Thursday, July 10, 2008

David Morley - Resume and Abstract




Name



David Morley



Title



Professor at Goldsmiths University of London



Brief Introduction



David Morley’s research spans both micro-practices of media consumption and macro questions such as the role of media technologies in constituting the ‘electronic landscapes’ within which we live. His research has addressed questions of media consumption, especially in relation to broadcast television and, more recently, the uses of a variety of ‘new’ communications technologies such as the mobile phone. His interests are focused on the role of these technologies in articulating the public and private spheres, and he has done extensive ethnographic work in this field addressing both the functional and symbolic dimensions of communications technologies. He has also works on questions of cultural theory and globalisation - and has focussed on how to develop a non-Eurocentric media studies, within a cultural studies framework. Given his interdisciplinary approach, his work spans the fields of cultural geography and media anthropology and has been concerned with the role of media technologies in the construction of communities at different scales, in the context of processes of de/re-territorialisation, and in the re-constitution of boundaries and techno-regions. Having explored questions of ‘newness’ in relation to a variety of media in his last book, his most recent research attempts to re-articulate the study of virtual communications with that of material forms of transportation, so as to better theorise the varieties of mobility (and stasis) which characterise the contemporary world.



Recent Publications




Books


Morley. D. (forthcoming 2006). The Geography of the New: Media, Modernity and Technology, Routledge.


Morley. D. (2005). (edited with James Curran) Media and Cultural Thery, Routledge.


Morley. D. (2003). “Die Sogantannen Cultural Studies” in A Hepp and C Winter (eds.) Die Kultural Studies Kontroverse, zuKlampen, Hamburg .


Morley.
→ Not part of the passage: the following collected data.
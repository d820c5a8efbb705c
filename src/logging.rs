//! Log setup
//!
//! Logs go to stderr so `--json` output on stdout stays machine readable.
//! The filter comes from `CODELIFT_LOG`, then `RUST_LOG`, and defaults to `warn`.

use tracing_subscriber::EnvFilter;

const LOG_ENV: &str = "CODELIFT_LOG";

fn filter(verbose: bool) -> EnvFilter {
    if verbose {
        return EnvFilter::new("codelift=debug,warn");
    }
    EnvFilter::try_from_env(LOG_ENV)
        .or_else(|_| EnvFilter::try_from_default_env())
        .unwrap_or_else(|_| EnvFilter::new("warn"))
}

/// Install the global subscriber. Calling it twice is harmless.
pub fn init(verbose: bool) {
    let _ = tracing_subscriber::fmt()
        .with_env_filter(filter(verbose))
        .with_writer(std::io::stderr)
        .with_target(false)
        .try_init();
}
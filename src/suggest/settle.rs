//! Settle-all aggregation of the three analysis branches.
//!
//! Each branch reaches a terminal outcome on its own. A failed branch leaves its
//! field empty; only a failure of every branch turns into an error.

use super::{Generated, SuggestError, Suggestions};
use crate::project::{ProjectFile, ProjectStructure};
use crate::suggest::llm::Usage;
use serde::Serialize;
use std::fmt;
use tokio::task::JoinError;

/// The three independent analysis requests derived from one source blob.
#[derive(Debug, Clone, Copy, PartialEq, Eq, Serialize)]
#[serde(rename_all = "snake_case")]
pub enum Branch {
    Components,
    Styles,
    Project,
}

impl Branch {
    pub const ALL: [Branch; 3] = [Branch::Components, Branch::Styles, Branch::Project];

    pub fn label(&self) -> &'static str {
        match self {
            Branch::Components => "component suggestions",
            Branch::Styles => "style suggestions",
            Branch::Project => "project structure",
        }
    }
}

impl fmt::Display for Branch {
    fn fmt(&self, f: &mut fmt::Formatter<'_>) -> fmt::Result {
        f.write_str(self.label())
    }
}

pub(crate) type Outcome<T> = anyhow::Result<Generated<T>>;

/// Terminal outcome of every branch, success or failure.
pub(crate) struct BranchOutcomes {
    pub components: Outcome<String>,
    pub styles: Outcome<Vec<String>>,
    pub project: Outcome<Vec<ProjectFile>>,
}

/// Fold a spawned branch's join result into its outcome. A branch that panicked
/// or was cancelled counts as a failed branch, nothing more.
pub(crate) fn settle_branch<T>(branch: Branch, joined: Result<Outcome<T>, JoinError>) -> Outcome<T> {
    match joined {
        Ok(outcome) => outcome,
        Err(err) => Err(anyhow::anyhow!(
            "{} task did not complete: {}",
            branch,
            describe_join_error(&err)
        )),
    }
}

pub(crate) fn describe_join_error(err: &JoinError) -> String {
    if err.is_cancelled() {
        return "task was cancelled".to_string();
    }
    // JoinError's Display already carries the panic payload when it is a string.
    err.to_string()
}

pub(crate) fn aggregate(outcomes: BranchOutcomes) -> Result<Suggestions, SuggestError> {
    let mut degraded = Vec::new();
    let mut usage: Option<Usage> = None;

    let components = take(Branch::Components, outcomes.components, &mut degraded, &mut usage)
        .unwrap_or_default();
    let styles = take(Branch::Styles, outcomes.styles, &mut degraded, &mut usage)
        .map(|suggestions| suggestions.join("\n"))
        .unwrap_or_default();
    let project = take(Branch::Project, outcomes.project, &mut degraded, &mut usage)
        .map(ProjectStructure::new)
        .unwrap_or_default();

    if degraded.len() == Branch::ALL.len() {
        tracing::error!("every analysis branch failed");
        return Err(SuggestError::AllUpstreamFailed);
    }

    Ok(Suggestions {
        components,
        styles,
        project,
        degraded,
        usage,
    })
}

fn take<T>(
    branch: Branch,
    outcome: Outcome<T>,
    degraded: &mut Vec<Branch>,
    usage: &mut Option<Usage>,
) -> Option<T> {
    match outcome {
        Ok(generated) => {
            if let Some(branch_usage) = generated.usage {
                *usage = Some(match usage.take() {
                    Some(total) => total.merge(&branch_usage),
                    None => branch_usage,
                });
            }
            Some(generated.value)
        }
        Err(err) => {
            tracing::warn!(branch = %branch, "analysis branch failed: {:#}", err);
            degraded.push(branch);
            None
        }
    }
}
D. (2003). “Kuulumisin – aika, tila ja indeeti, mediotnessa maailmassa” in M Lehtonen and O Lohtty (eds.) Erailmmus, Vastapaino, Tampere ( Finland )
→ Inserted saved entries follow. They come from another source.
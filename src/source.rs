//! Building a source blob from files, directories or stdin
//!
//! One file is used verbatim. Several files are concatenated in path order, each
//! preceded by a marker line written in that file type's comment syntax:
//!
//! ```text
//! <!-- path: index.html -->
//! /* path: css/site.css */
//! // path: js/app.js
//! ```

use anyhow::{Context, Result};
use std::fs;
use std::io::Read;
use std::path::{Path, PathBuf};
use walkdir::WalkDir;

/// Extensions picked up when walking a directory
const SOURCE_EXTENSIONS: &[&str] = &["html", "htm", "css", "js", "mjs", "jsx", "json", "txt"];

/// Directories never worth sending to the model
const SKIP_DIRS: &[&str] = &["node_modules", ".git", "dist", "build", "vendor"];

/// One file inside a concatenated blob
#[derive(Debug, Clone, PartialEq, Eq)]
pub struct SourceFile {
    pub path: String,
    pub content: String,
}

fn marker_for(path: &str) -> String {
    let ext = Path::new(path)
        .extension()
        .and_then(|e| e.to_str())
        .unwrap_or("")
        .to_ascii_lowercase();
    match ext.as_str() {
        "html" | "htm" => format!("<!-- path: {} -->", path),
        "css" => format!("/* path: {} */", path),
        _ => format!("// path: {}", path),
    }
}

/// Recognise a marker line and return the path it names.
fn parse_marker(line: &str) -> Option<&str> {
    let line = line.trim();
    let inner = if let Some(rest) = line.strip_prefix("<!--") {
        rest.strip_suffix("-->")?
    } else if let Some(rest) = line.strip_prefix("/*") {
        rest.strip_suffix("*/")?
    } else {
        line.strip_prefix("//")?
    };
    let path = inner.trim().strip_prefix("path:")?.trim();
    (!path.is_empty()).then_some(path)
}

/// Concatenate files into one blob with path markers.
pub fn join_with_markers(files: &[SourceFile]) -> String {
    match files {
        [] => String::new(),
        [single] => single.content.clone(),
        _ => files
            .iter()
            .map(|f| format!("{}\n{}", marker_for(&f.path), f.content.trim_end_matches('\n')))
            .collect::<Vec<_>>()
            .join("\n\n"),
    }
}

/// Split a blob back into files. Text before the first marker (or a blob with no
/// markers at all) becomes a single file with an empty path.
pub fn split_markers(blob: &str) -> Vec<SourceFile> {
    let mut files = Vec::new();
    let mut current_path: Option<String> = None;
    let mut current = String::new();

    for line in blob.lines() {
        if let Some(path) = parse_marker(line) {
            if current_path.is_some() || !current.trim().is_empty() {
                files.push(SourceFile {
                    path: current_path.take().unwrap_or_default(),
                    content: current.trim_end_matches('\n').to_string(),
                });
            }
            current.clear();
            current_path = Some(path.to_string());
            continue;
        }
        current.push_str(line);
        current.push('\n');
    }

    if current_path.is_some() || !current.trim().is_empty() {
        files.push(SourceFile {
            path: current_path.unwrap_or_default(),
            content: current.trim_end_matches('\n').to_string(),
        });
    }
    files
}

fn is_source_file(path: &Path) -> bool {
    path.extension()
        .and_then(|e| e.to_str())
        .map(|e| SOURCE_EXTENSIONS.contains(&e.to_ascii_lowercase().as_str()))
        .unwrap_or(false)
}

fn collect_dir(root: &Path) -> Result<Vec<PathBuf>> {
    let mut paths = Vec::new();
    let walker = WalkDir::new(root).follow_links(false).into_iter();
    for entry in walker.filter_entry(|e| {
        !(e.file_type().is_dir()
            && e.depth() > 0
            && e.file_name()
                .to_str()
                .map(|name| SKIP_DIRS.contains(&name))
                .unwrap_or(false))
    }) {
        let entry = entry.with_context(|| format!("Failed to walk {}", root.display()))?;
        if entry.file_type().is_file() && is_source_file(entry.path()) {
            paths.push(entry.into_path());
        }
    }
    Ok(paths)
}

/// Load the inputs named on the command line. `-` reads stdin.
///
/// Files given explicitly are read whatever their extension; directories are
/// walked and filtered by extension. Marker paths are relative to the directory
/// they came from, or as given for explicit files.
pub fn load_inputs(inputs: &[PathBuf]) -> Result<String> {
    if inputs.is_empty() || (inputs.len() == 1 && inputs[0].as_os_str() == "-") {
        let mut blob = String::new();
        std::io::stdin()
            .read_to_string(&mut blob)
            .context("Failed to read source from stdin")?;
        return Ok(blob);
    }
    if inputs.iter().any(|input| input.as_os_str() == "-") {
        anyhow::bail!("Standard input (-) cannot be combined with file inputs");
    }

    let mut files = Vec::new();
    for input in inputs {
        if input.is_dir() {
            for path in collect_dir(input)? {
                let relative = path.strip_prefix(input).unwrap_or(&path);
                files.push(read_source_file(&path, relative)?);
            }
        } else {
            files.push(read_source_file(input, input)?);
        }
    }

    files.sort_by(|a, b| a.path.cmp(&b.path));
    tracing::debug!(files = files.len(), "loaded source files");
    Ok(join_with_markers(&files))
}

fn read_source_file(path: &Path, display: &Path) -> Result<SourceFile> {
    let content =
        fs::read_to_string(path).with_context(|| format!("Failed to read {}", path.display()))?;
    Ok(SourceFile {
        path: display.to_string_lossy().replace('\\', "/"),
        content,
    })
}

#[cfg(test)]
mod tests {
    use super::*;
    use tempfile::TempDir;

    fn file(path: &str, content: &str) -> SourceFile {
        SourceFile {
            path: path.to_string(),
            content: content.to_string(),
        }
    }

    #[test]
    fn test_single_file_is_verbatim() {
        let blob = join_with_markers(&[file("index.html", "<h1>Hi</h1>\n")]);
        assert_eq!(blob, "<h1>Hi</h1>\n");
    }

    #[test]
    fn test_markers_use_file_comment_syntax() {
        let blob = join_with_markers(&[
            file("index.html", "<h1>Hi</h1>"),
            file("css/site.css", "h1 { color: red; }"),
            file("js/app.js", "console.log(1);"),
        ]);
        assert!(blob.contains("<!-- path: index.html -->\n<h1>Hi</h1>"));
        assert!(blob.contains("/* path: css/site.css */\nh1 { color: red; }"));
        assert!(blob.contains("// path: js/app.js\nconsole.log(1);"));
    }

    #[test]
    fn test_split_reverses_join() {
        let files = vec![
            file("index.html", "<main>\n  <p>x</p>\n</main>"),
            file("site.css", "p { margin: 0; }"),
        ];
        assert_eq!(split_markers(&join_with_markers(&files)), files);
    }

    #[test]
    fn test_split_without_markers() {
        let parts = split_markers("<div>plain</div>");
        assert_eq!(parts, vec![file("", "<div>plain</div>")]);
        assert!(split_markers("").is_empty());
    }

    #[test]
    fn test_ordinary_comments_are_not_markers() {
        assert_eq!(parse_marker("// TODO: fix nav"), None);
        assert_eq!(parse_marker("<!-- header -->"), None);
        assert_eq!(parse_marker("/* path: a.css */"), Some("a.css"));
    }

    #[test]
    fn test_load_directory_filters_and_sorts() {
        let dir = TempDir::new().unwrap();
        fs::create_dir_all(dir.path().join("css")).unwrap();
        fs::create_dir_all(dir.path().join("node_modules/lib")).unwrap();
        fs::write(dir.path().join("index.html"), "<p>x</p>").unwrap();
        fs::write(dir.path().join("css/site.css"), "p {}").unwrap();
        fs::write(dir.path().join("logo.png"), "binary").unwrap();
        fs::write(dir.path().join("node_modules/lib/x.js"), "skip").unwrap();

        let blob = load_inputs(&[dir.path().to_path_buf()]).unwrap();
        let files = split_markers(&blob);
        let paths: Vec<_> = files.iter().map(|f| f.path.as_str()).collect();
        assert_eq!(paths, vec!["css/site.css", "index.html"]);
    }

    #[test]
    fn test_stdin_mixed_with_files_is_rejected() {
        let dir = TempDir::new().unwrap();
        let page = dir.path().join("index.html");
        fs::write(&page, "<p>x</p>").unwrap();

        let err = load_inputs(&[page, PathBuf::from("-")]).unwrap_err();
        assert!(err.to_string().contains("Standard input (-)"));
    }
}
Morley. D. (2004). “Broadcasting and the construction of the national family” in R Allen and A Hill (eds.) New Media Theory, Routledge.


Morley. D. (2004). “At home with television” in L Spigel and J Olsson (eds.) Television after TV, Duke University Press.


Morley. D. (2006 forthcoming). “The domestication of the media and the dis-location of domesticity” in T Berker et al (eds.) The Domestication of Media and Technology,Open University Press.


Morley. D. (2006 forthcoming) “Communication technologies and the re-configuration of Europe ” (with K Robins) in V Vitali and P Willemen (eds.) Theorising the National in Cinema, British Film Institute.


Recent Journal Articles


Morley. D. (2003). ‘What`s Home got to do with it? The domestication of the media and the dislocation of domesticity’, European Journal of Cultural Studies, 6 (4).


Morley. D. (2003). ‘Rodni orkir obitelskog televije’ in Hravatski Filmski LJETOPIS ( Zagreb , Croatia ) Vol 36.‘byc w Domu ur Mobilnym Swiece’, Kultura Popularna,3 (5), 2003 ( Warsaw ).


Morley. D. (2006).‘Unaswered Questions in Audience Research’, The Communication Review ; to also appear, in French translation, in I Charpentier (ed) Actualites des Recherches en Sociologie de la Reception et des Publics Creaphis, Paris (forthcoming)



Paper:

The Geography of Theory and the Place of Knowledge : Pivots, Peripheries and Waiting-Rooms

David Morley

The paper will address a number of issues concerning the constitution of knowledges in particular locations. Its starting point will be with the inevitability of the mutual inscription of our conceptions of both geography and history, and it will address the difficulties involved in critiques of ethnocentrism in the production of knowledge. Consideration will also be given to the ways in which a variety of ‘centres’, or subjects of knowledge have been constructed, in relation to the differently defined ‘peripheries’ which they have constituted as their objects. The paper will also survey the strengths and weaknesses of different levels of abstraction (and generalisability) in social and cultural theory, as applied on different geographical scales, in relation to questions concerning the viability of area-based or ‘regional’ theories of the contemporary forms of globalisation.